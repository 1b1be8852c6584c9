//! Change records and history diffs

use std::fmt;

use chrono::{DateTime, Utc};
use serde::{Deserialize, Serialize};

/// Label attached to the first record of every variable
pub const INITIAL_LABEL: &str = "initial";

/// An immutable snapshot of a single value change
#[derive(Debug, Clone, PartialEq, Serialize, Deserialize)]
pub struct ChangeRecord<T> {
    /// Position in the history (0 = initial value)
    pub index: usize,
    /// Snapshot of the value at this point
    pub value: T,
    /// When the change was recorded
    pub timestamp: DateTime<Utc>,
    /// Optional human-readable annotation
    pub label: Option<String>,
}

impl<T> ChangeRecord<T> {
    pub(crate) fn new(
        index: usize,
        value: T,
        timestamp: DateTime<Utc>,
        label: Option<String>,
    ) -> Self {
        ChangeRecord {
            index,
            value,
            timestamp,
            label,
        }
    }

    /// Label of this record, if any
    pub fn label(&self) -> Option<&str> {
        self.label.as_deref()
    }
}

impl<T: fmt::Debug> fmt::Display for ChangeRecord<T> {
    fn fmt(&self, f: &mut fmt::Formatter<'_>) -> fmt::Result {
        write!(
            f,
            "#{} {:?} at {}",
            self.index,
            self.value,
            self.timestamp.format("%Y-%m-%dT%H:%M:%S%.6f")
        )?;
        if let Some(label) = &self.label {
            write!(f, " [{}]", label)?;
        }
        Ok(())
    }
}

/// Transition between two adjacent history records
#[derive(Debug, Clone, PartialEq, Serialize, Deserialize)]
pub struct HistoryDiff<T> {
    /// Index of the earlier record
    pub from_index: usize,
    /// Index of the later record
    pub to_index: usize,
    /// Value before the transition
    pub from_value: T,
    /// Value after the transition
    pub to_value: T,
    /// Milliseconds between the two records, rounded to 3 decimal places
    pub elapsed_ms: f64,
}

impl<T: Clone> HistoryDiff<T> {
    pub(crate) fn between(from: &ChangeRecord<T>, to: &ChangeRecord<T>) -> Self {
        HistoryDiff {
            from_index: from.index,
            to_index: to.index,
            from_value: from.value.clone(),
            to_value: to.value.clone(),
            elapsed_ms: elapsed_ms(from.timestamp, to.timestamp),
        }
    }
}

fn elapsed_ms(from: DateTime<Utc>, to: DateTime<Utc>) -> f64 {
    let delta = to - from;
    let ms = match delta.num_nanoseconds() {
        Some(nanos) => nanos as f64 / 1_000_000.0,
        None => delta.num_milliseconds() as f64,
    };
    (ms.max(0.0) * 1000.0).round() / 1000.0
}
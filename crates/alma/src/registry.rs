//! Named registry of tracked variables
//!
//! The registry lock only guards the name mapping. It is never held while a
//! variable's own lock is taken, so `snapshot` copies the mapping first and
//! reads each variable afterwards.

use std::collections::HashMap;
use std::fmt;
use std::sync::Arc;

use parking_lot::RwLock;
use tracing::debug;

use crate::config::AlmaConfig;
use crate::error::{AlmaError, Result};
use crate::listener::{ChangeListener, TracingListener};
use crate::record::ChangeRecord;
use crate::snapshot::{Snapshot, SnapshotError};
use crate::validator::{ValidationError, Validator};
use crate::variable::{TrackedVariable, VariableOptions};

/// Options for [`VariableRegistry::watch`]
pub struct WatchOptions<T> {
    copy_on_store: Option<bool>,
    snapshot: Option<Arc<dyn Snapshot<T>>>,
    validators: Vec<Arc<dyn Validator<T>>>,
    listeners: Vec<Arc<dyn ChangeListener<T>>>,
    overwrite: bool,
}

impl<T> WatchOptions<T>
where
    T: Clone + Send + Sync + 'static,
{
    /// Options with registry defaults
    pub fn new() -> Self {
        WatchOptions {
            copy_on_store: None,
            snapshot: None,
            validators: Vec::new(),
            listeners: Vec::new(),
            overwrite: false,
        }
    }

    /// Override the registry's default copy-on-store policy
    ///
    /// See [`VariableOptions::copy_on_store`] for how this interacts with
    /// shared-handle types.
    pub fn copy_on_store(mut self, enabled: bool) -> Self {
        self.copy_on_store = Some(enabled);
        self
    }

    /// Snapshot strategy for stored values
    pub fn snapshot(mut self, snapshot: impl Snapshot<T> + 'static) -> Self {
        self.snapshot = Some(Arc::new(snapshot));
        self
    }

    /// Snapshot strategy from a closure
    pub fn snapshot_with<F>(self, f: F) -> Self
    where
        F: Fn(&T) -> std::result::Result<T, SnapshotError> + Send + Sync + 'static,
    {
        self.snapshot(f)
    }

    /// Add an initial validator
    pub fn validator(mut self, validator: impl Validator<T> + 'static) -> Self {
        self.validators.push(Arc::new(validator));
        self
    }

    /// Add an initial validator from a closure
    pub fn validate_with<F>(self, f: F) -> Self
    where
        F: Fn(&T) -> std::result::Result<(), ValidationError> + Send + Sync + 'static,
    {
        self.validator(f)
    }

    /// Add an initial listener
    pub fn listener(mut self, listener: impl ChangeListener<T> + 'static) -> Self {
        self.listeners.push(Arc::new(listener));
        self
    }

    /// Add an initial listener from a closure
    pub fn on_change<F>(self, f: F) -> Self
    where
        F: Fn(&TrackedVariable<T>, &ChangeRecord<T>) -> anyhow::Result<()> + Send + Sync + 'static,
    {
        self.listener(f)
    }

    /// Replace an existing registration instead of failing
    pub fn overwrite(mut self, overwrite: bool) -> Self {
        self.overwrite = overwrite;
        self
    }

    pub(crate) fn into_variable_options(self, config: &AlmaConfig) -> (VariableOptions<T>, bool) {
        let mut options = VariableOptions::new()
            .copy_on_store(self.copy_on_store.unwrap_or(config.default_copy_on_store));
        if let Some(snapshot) = self.snapshot {
            options.snapshot = snapshot;
        }
        options.validators = self.validators;
        options.listeners = self.listeners;
        if config.trace_changes {
            options.listeners.push(Arc::new(TracingListener));
        }
        (options, self.overwrite)
    }
}

impl<T> Default for WatchOptions<T>
where
    T: Clone + Send + Sync + 'static,
{
    fn default() -> Self {
        Self::new()
    }
}

/// Thread-safe mapping from names to tracked variables
pub struct VariableRegistry<T> {
    vars: RwLock<HashMap<String, Arc<TrackedVariable<T>>>>,
    config: AlmaConfig,
}

impl<T> VariableRegistry<T>
where
    T: Clone + Send + Sync + 'static,
{
    /// Create an empty registry with default configuration
    pub fn new() -> Self {
        Self::with_config(AlmaConfig::default())
    }

    /// Create an empty registry
    pub fn with_config(config: AlmaConfig) -> Self {
        Self {
            vars: RwLock::new(HashMap::new()),
            config,
        }
    }

    /// Configuration applied to new variables
    pub fn config(&self) -> &AlmaConfig {
        &self.config
    }

    /// Create and register a variable
    ///
    /// # Errors
    ///
    /// [`AlmaError::DuplicateName`] if `name` is taken and overwrite was not
    /// requested. A replaced variable keeps working for callers that still
    /// hold it, but is no longer reachable through the registry.
    pub fn watch(
        &self,
        name: impl Into<String>,
        initial: T,
        options: WatchOptions<T>,
    ) -> Result<Arc<TrackedVariable<T>>> {
        let name = name.into();
        let (options, overwrite) = options.into_variable_options(&self.config);

        if !overwrite && self.contains(&name) {
            return Err(AlmaError::duplicate_name(name));
        }
        let var = Arc::new(TrackedVariable::with_options(name.clone(), initial, options));

        let mut vars = self.vars.write();
        if !overwrite && vars.contains_key(&name) {
            return Err(AlmaError::duplicate_name(name));
        }
        if vars.insert(name.clone(), Arc::clone(&var)).is_some() {
            debug!(variable = %name, "Replaced registered variable");
        } else {
            debug!(variable = %name, "Registered variable");
        }
        Ok(var)
    }

    /// Look up a registered variable
    pub fn get_var(&self, name: &str) -> Result<Arc<TrackedVariable<T>>> {
        self.vars
            .read()
            .get(name)
            .cloned()
            .ok_or_else(|| AlmaError::not_found(name))
    }

    /// Copy of the current name mapping; the variables themselves are shared
    pub fn all_vars(&self) -> HashMap<String, Arc<TrackedVariable<T>>> {
        self.vars.read().clone()
    }

    /// Remove a registration
    pub fn unregister(&self, name: &str) -> Result<()> {
        self.vars
            .write()
            .remove(name)
            .ok_or_else(|| AlmaError::not_found(name))?;
        debug!(variable = %name, "Unregistered variable");
        Ok(())
    }

    /// Current value of every registered variable
    ///
    /// Each value is read atomically on its own; the map as a whole is not a
    /// transaction across variables.
    pub fn snapshot(&self) -> HashMap<String, T> {
        self.all_vars()
            .into_iter()
            .map(|(name, var)| (name, var.get()))
            .collect()
    }

    /// Whether `name` is registered
    pub fn contains(&self, name: &str) -> bool {
        self.vars.read().contains_key(name)
    }

    /// Number of registered variables
    pub fn len(&self) -> usize {
        self.vars.read().len()
    }

    /// Whether nothing is registered
    pub fn is_empty(&self) -> bool {
        self.len() == 0
    }

    /// Registered names in sorted order
    pub fn names(&self) -> Vec<String> {
        let mut names: Vec<String> = self.vars.read().keys().cloned().collect();
        names.sort();
        names
    }
}

impl<T> Default for VariableRegistry<T>
where
    T: Clone + Send + Sync + 'static,
{
    fn default() -> Self {
        Self::new()
    }
}

impl<T> fmt::Debug for VariableRegistry<T> {
    fn fmt(&self, f: &mut fmt::Formatter<'_>) -> fmt::Result {
        let mut names: Vec<String> = self.vars.read().keys().cloned().collect();
        names.sort();
        write!(f, "VariableRegistry({:?})", names)
    }
}

#[cfg(test)]
mod tests {
    use super::*;
    use crate::validator::RangeValidator;
    use std::sync::Mutex;

    #[test]
    fn test_watch_returns_registered_variable() {
        let registry = VariableRegistry::new();
        let var = registry.watch("temp", 0, WatchOptions::new()).unwrap();
        assert_eq!(var.name(), "temp");
        assert!(Arc::ptr_eq(&var, &registry.get_var("temp").unwrap()));
    }

    #[test]
    fn test_duplicate_names_rejected() {
        let registry = VariableRegistry::new();
        registry.watch("x", 0, WatchOptions::new()).unwrap();
        let err = registry.watch("x", 1, WatchOptions::new()).unwrap_err();
        assert!(matches!(err, AlmaError::DuplicateName(ref name) if name == "x"));
        assert_eq!(registry.get_var("x").unwrap().get(), 0);
    }

    #[test]
    fn test_overwrite_replaces_variable() {
        let registry = VariableRegistry::new();
        let old = registry.watch("x", 0, WatchOptions::new()).unwrap();
        old.set(5).unwrap();

        let new = registry
            .watch("x", 1, WatchOptions::new().overwrite(true))
            .unwrap();
        assert_eq!(registry.get_var("x").unwrap().get(), 1);
        assert_eq!(new.history_len(), 1);
        // the replaced instance is still usable by whoever holds it
        assert_eq!(old.get(), 5);
    }

    #[test]
    fn test_get_var_missing() {
        let registry = VariableRegistry::<i32>::new();
        assert!(matches!(
            registry.get_var("missing"),
            Err(AlmaError::NotFound(_))
        ));
    }

    #[test]
    fn test_unregister() {
        let registry = VariableRegistry::new();
        let held = registry.watch("tmp", 0, WatchOptions::new()).unwrap();
        registry.unregister("tmp").unwrap();
        assert!(registry.get_var("tmp").is_err());
        assert!(matches!(
            registry.unregister("tmp"),
            Err(AlmaError::NotFound(_))
        ));
        held.set(1).unwrap();
        assert_eq!(held.get(), 1);
    }

    #[test]
    fn test_snapshot_reads_current_values() {
        let registry = VariableRegistry::new();
        registry.watch("a", 1, WatchOptions::new()).unwrap();
        registry.watch("b", 2, WatchOptions::new()).unwrap().set(3).unwrap();
        let snapshot = registry.snapshot();
        assert_eq!(snapshot.len(), 2);
        assert_eq!(snapshot["a"], 1);
        assert_eq!(snapshot["b"], 3);
    }

    #[test]
    fn test_all_vars_is_independent_copy() {
        let registry = VariableRegistry::new();
        registry.watch("a", 1, WatchOptions::new()).unwrap();
        let mut all = registry.all_vars();
        all.clear();
        assert_eq!(registry.len(), 1);

        let all = registry.all_vars();
        all["a"].set(10).unwrap();
        assert_eq!(registry.get_var("a").unwrap().get(), 10);
    }

    #[test]
    fn test_names_sorted() {
        let registry = VariableRegistry::new();
        for name in ["c", "a", "b"] {
            registry.watch(name, 0, WatchOptions::new()).unwrap();
        }
        assert_eq!(registry.names(), vec!["a", "b", "c"]);
        assert_eq!(format!("{:?}", registry), "VariableRegistry([\"a\", \"b\", \"c\"])");
    }

    #[test]
    fn test_watch_options_are_applied() {
        let events = Arc::new(Mutex::new(Vec::new()));
        let sink = Arc::clone(&events);
        let registry = VariableRegistry::new();
        let var = registry
            .watch(
                "age",
                0,
                WatchOptions::new()
                    .copy_on_store(false)
                    .validate_with(|v: &i32| {
                        if *v < 0 {
                            Err(ValidationError::new("negative"))
                        } else {
                            Ok(())
                        }
                    })
                    .on_change(move |_, record| {
                        sink.lock().unwrap().push(record.value);
                        Ok(())
                    }),
            )
            .unwrap();

        assert!(!var.copy_on_store());
        assert!(var.set(-1).is_err());
        var.set(4).unwrap();
        assert_eq!(*events.lock().unwrap(), vec![4]);
    }

    #[test]
    fn test_watch_does_not_validate_initial_value() {
        let registry = VariableRegistry::new();
        let var = registry
            .watch(
                "level",
                -1,
                WatchOptions::new().validator(RangeValidator::new(0, 10)),
            )
            .unwrap();
        assert_eq!(var.get(), -1);
        assert_eq!(registry.snapshot()["level"], -1);
        assert!(matches!(var.set(11), Err(AlmaError::Validation { .. })));
        assert_eq!(var.history_len(), 1);
    }

    #[test]
    fn test_config_default_copy_policy() {
        let registry = VariableRegistry::with_config(AlmaConfig {
            default_copy_on_store: false,
            trace_changes: true,
        });
        let var = registry.watch("x", 0, WatchOptions::new()).unwrap();
        assert!(!var.copy_on_store());
        let explicit = registry
            .watch("y", 0, WatchOptions::new().copy_on_store(true))
            .unwrap();
        assert!(explicit.copy_on_store());
        explicit.set(1).unwrap();
        assert_eq!(explicit.get(), 1);
    }
}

*Exercise details*: Precisely the lines between those holding "pub fn config(&self)" and "callers that still", inclusive, are to be reproduced from the listing above, with nothing added.

*Exercise answer*:
    pub fn config(&self) -> &AlmaConfig {
        &self.config
    }

    /// Create and register a variable
    ///
    /// # Errors
    ///
    /// [`AlmaError::DuplicateName`] if `name` is taken and overwrite was not
    /// requested. A replaced variable keeps working for callers that still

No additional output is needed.